Incredulità e sgomento. Quella zona di Centocelle la conosco bene: ho studiato al liceo classico Immanuel Kant, che sta proprio lì vicino. Spesso, nei ruggenti anni del gymnasium, si attraversava la via Casilina, si passava magari attraverso quel parcheggio, si andava a mangiare in quel centro commerciale. Certo, questo non aggiunge nulla alla tragedia che si è consumata nella notte del 10 maggio, ma come accade a noi tutti, quindi anche a me, da essere umano, quando si viene a conoscenza di un terribile evento avvenuto in un luogo che hai visto, in cui ti sei imbattuta per caso, provi – non a ragione, si intende – una maggiore empatia (dal greco “εμπαθεία”, ev + pathos, sentire dentro).

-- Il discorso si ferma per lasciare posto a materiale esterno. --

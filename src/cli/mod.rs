pub mod seed;

use clap::{Parser, Subcommand};

#[derive(Debug, Parser)]
#[command(name = "realty-api", version, about = "Multi-tenant real estate backend")]
pub struct Cli {
    #[command(subcommand)]
    pub command: Option<Command>,
}

#[derive(Debug, Subcommand)]
pub enum Command {
    /// Run the HTTP server (default when no subcommand is given)
    Serve {
        /// Port to bind; falls back to PORT env, then 3000
        #[arg(long)]
        port: Option<u16>,
    },
    /// Apply pending database migrations and exit
    Migrate,
    /// Insert the baseline currency set (idempotent)
    Seed,
}
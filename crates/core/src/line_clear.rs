//! Line clear engine - detection, scoring and the clear animation phases
//!
//! ```text
//! Idle -> Detected -> Highlight -> Dissolve -> Collapse -> Idle
//! ```
//!
//! Detection and scoring happen immediately on lock. The remaining phases are
//! frame-counted timing gates for the renderer; the board is compacted on the
//! last Collapse frame. Gameplay is frozen while the phase is not `Idle`.

use arrayvec::ArrayVec;

use crate::board::Board;
use crate::progression::{ClearScore, Progression};
use crate::types::{COLLAPSE_FRAMES, DISSOLVE_FRAMES, HIGHLIGHT_FRAMES, MAX_CLEAR_ROWS};

/// Rows completed by a lock, ascending
pub type PendingRows = ArrayVec<usize, MAX_CLEAR_ROWS>;

#[derive(Debug, Clone, Copy, PartialEq, Eq, Hash, Default)]
#[cfg_attr(feature = "serde", derive(serde::Serialize, serde::Deserialize))]
pub enum ClearPhase {
    #[default]
    Idle,
    Detected,
    Highlight,
    Dissolve,
    Collapse,
}

/// Frame budget of each timed phase.
#[derive(Debug, Clone, Copy, PartialEq, Eq)]
pub struct PhaseDurations {
    pub highlight: u32,
    pub dissolve: u32,
    pub collapse: u32,
}

impl Default for PhaseDurations {
    fn default() -> Self {
        Self {
            highlight: HIGHLIGHT_FRAMES,
            dissolve: DISSOLVE_FRAMES,
            collapse: COLLAPSE_FRAMES,
        }
    }
}

/// Result of scanning the board after a lock.
#[derive(Debug, Clone, PartialEq, Eq, Default)]
pub struct Detection {
    pub rows: PendingRows,
    pub score: ClearScore,
}

/// Result of advancing the engine by one frame.
#[derive(Debug, Clone, Copy, PartialEq)]
pub struct PhaseStep {
    pub phase: ClearPhase,
    pub progress: f32,
    /// The board was compacted on this frame and the engine is idle again.
    pub completed: bool,
}

#[derive(Debug, Clone, PartialEq)]
pub struct LineClearEngine {
    phase: ClearPhase,
    pending: PendingRows,
    frame: u32,
    durations: PhaseDurations,
}

impl LineClearEngine {
    pub fn new(durations: PhaseDurations) -> Self {
        Self {
            phase: ClearPhase::Idle,
            pending: PendingRows::new(),
            frame: 0,
            durations,
        }
    }

    pub fn phase(&self) -> ClearPhase {
        self.phase
    }

    pub fn is_idle(&self) -> bool {
        self.phase == ClearPhase::Idle
    }

    /// Rows awaiting removal (empty while idle).
    pub fn pending(&self) -> &[usize] {
        &self.pending
    }

    /// Progress through the current timed phase in `[0, 1)`.
    pub fn progress(&self) -> f32 {
        let total = match self.phase {
            ClearPhase::Highlight => self.durations.highlight,
            ClearPhase::Dissolve => self.durations.dissolve,
            ClearPhase::Collapse => self.durations.collapse,
            ClearPhase::Idle | ClearPhase::Detected => return 0.0,
        };
        if total == 0 {
            return 0.0;
        }
        self.frame as f32 / total as f32
    }

    /// Scan for full rows after a lock and score them.
    ///
    /// With no full rows the engine stays idle. Must only be called while idle.
    pub fn detect(&mut self, board: &Board, progression: &mut Progression) -> Detection {
        debug_assert!(self.is_idle(), "detect called during a clear");
        if !self.is_idle() {
            return Detection::default();
        }

        let rows = board.full_rows();
        if rows.is_empty() {
            return Detection::default();
        }

        let score = progression.apply_clear(rows.len());
        self.pending = rows.clone();
        self.phase = ClearPhase::Detected;
        self.frame = 0;

        Detection { rows, score }
    }

    /// Advance one frame.
    pub fn advance(&mut self, board: &mut Board) -> PhaseStep {
        let mut completed = false;
        match self.phase {
            ClearPhase::Idle => {}
            ClearPhase::Detected => self.enter(ClearPhase::Highlight),
            ClearPhase::Highlight => {
                self.frame += 1;
                if self.frame >= self.durations.highlight {
                    self.enter(ClearPhase::Dissolve);
                }
            }
            ClearPhase::Dissolve => {
                self.frame += 1;
                if self.frame >= self.durations.dissolve {
                    self.enter(ClearPhase::Collapse);
                }
            }
            ClearPhase::Collapse => {
                self.frame += 1;
                if self.frame >= self.durations.collapse {
                    self.collapse(board);
                    completed = true;
                }
            }
        }

        PhaseStep {
            phase: self.phase,
            progress: self.progress(),
            completed,
        }
    }

    /// Abort any clear in flight (new game).
    pub fn reset(&mut self) {
        self.phase = ClearPhase::Idle;
        self.pending.clear();
        self.frame = 0;
    }

    fn enter(&mut self, phase: ClearPhase) {
        self.phase = phase;
        self.frame = 0;
    }

    fn collapse(&mut self, board: &mut Board) {
        // Ascending: a shift only moves rows above `row`, so the later
        // (lower) pending rows are still where detection found them.
        for &row in &self.pending {
            board.shift_rows_down(row, 1);
        }
        self.pending.clear();
        self.enter(ClearPhase::Idle);
    }
}

impl Default for LineClearEngine {
    fn default() -> Self {
        Self::new(PhaseDurations::default())
    }
}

È come se passando, avessi lasciato una parte di te in quello spazio, assorbendone anche a distanza tutte le modifiche determinate dal caso, dalle calamità naturali, dalla cattiveria. Ma si tratta di un surplus, un carico di forza che rende lo schiaffo che dovrebbe arrivare in pieno volto ancora più violento; sì, perché si dovrebbe avere quantomeno un cerchio alla testa quando due bambine e una ragazza, nella tranquillità del loro sonno muoiono perché un uomo ha deciso di lanciare una molotov incendiaria e porre fine alle loro vite.

Già, un uomo, una ragazza, due bambine. Questa è la categoria, l’unica categoria che andrebbe presa in considerazione ma non è così, anche se siamo nel 2017, anche se la Storia dovrebbe essere Magistra Vitae. Invece ci troviamo qui, l’un contro l’altro armato: l’esercito della solidarietà e dell’umanità più vera da una parte, lo schieramento del “3 rom in meno” dall’altra.

Già, perché questo è ciò che è stato scritto sul muro a poca distanza dall’attacco incendiario. “Dispiace ma… se a morire sono persone rom allora un po’ se la sono meritata” (cito testualmente)”, “#Centocelle prende piede l’ipotesi della faida zingara. I sinistrati che gridavano al razzismo non hanno niente da dire sulla cultura rom?” – a cui segue – “Rom = merda, realtà incontrovertibile”. E ancora: “#Centocelle morte due bambine e una ragazza #rom in un incendio. Ai buonisti dico che non può essere permesso di vivere in 11 in un camper”, etcetera etcetera etcetera. Questi sono una parte dei commenti rilasciati con nonchalance (e temo anche con un pizzico di fierezza e orgoglio) dagli utenti Twitter, perdendosi fortunatamente nell’altrettanto grande mare magnum dei messaggi di solidarietà. Molti sono infatti coloro che hanno portato un fiore, che si sono fermati anche solo per un attimo, che hanno lasciato un biglietto, che hanno provato “compassione” (dal latino cum patior, patire insieme), che hanno compreso che Elisabeth, Francesca ed Angelica sono vittime dell’insensatezza umana né più né meno di altri.

Certo, non si può provare simpatia (dal greco συμπάθεια, sympatheia, parola composta da συν + πάσχω = συμπάσχω, letteralmente “patire insieme”, “provare emozioni con…”) per tutti, un pronome indefinito che deve essere inteso però non nella globalità di un insieme, di un gruppo, anzi, di un label, un’etichetta, ma nella trasversalità della singolarità umana. Si tratta di un concetto semplice, per non dire banale, che evidentemente alla luce dei fatti deve essere ribadito, con forza. Prima di concludere voglio raccontare un piccolo aneddoto: ero affacciata dal balcone (sì, come le persone di veneranda età, peccato non ci siano cantieri sotto casa), e mi sono resa conto che una donna rom era intenta, sotto il primo sole di mezzogiorno di maggio, a pulire tutta la via dall’immondizia che noi civilissimi cittadini non abbiamo avuto cura di provare a infilare nei cassonetti (quelli che non erano già stracolmi ovviamente. Ma questa è un’altra storia). Incredibile dictu: mi rendo conto di aver distrutto buona parte dell’immaginario collettivo, ma non stava rubando, né sporcando, né rapendo bambini.

In queste righe ho utilizzato varie volte termini di etimologia greca, tutti aventi la stessa radice, πάϑος, soffrire, provare emozioni intense, ossia essere umani. Se non riusciamo “a patire con” gli altri dovremmo quanto meno provare a interiorizzare la sofferenza altrui. E soprattutto, qualora non si riuscisse proprio a “non viver come bruti” almeno si deve avere – come ripeteva sempre la mia professoressa di greco – “il senso del καιρόςossia il senso “del momento giusto, opportuno”: in breve, anche se la tragedia si sta rendendo sempre più evanescente agli occhi del popolo della rete, occorrerebbe rimanere in silenzio, invece di continuare a declamare frasi prive di empatia, prive di simpatia, prive di compassione, prive di senso del καιρός.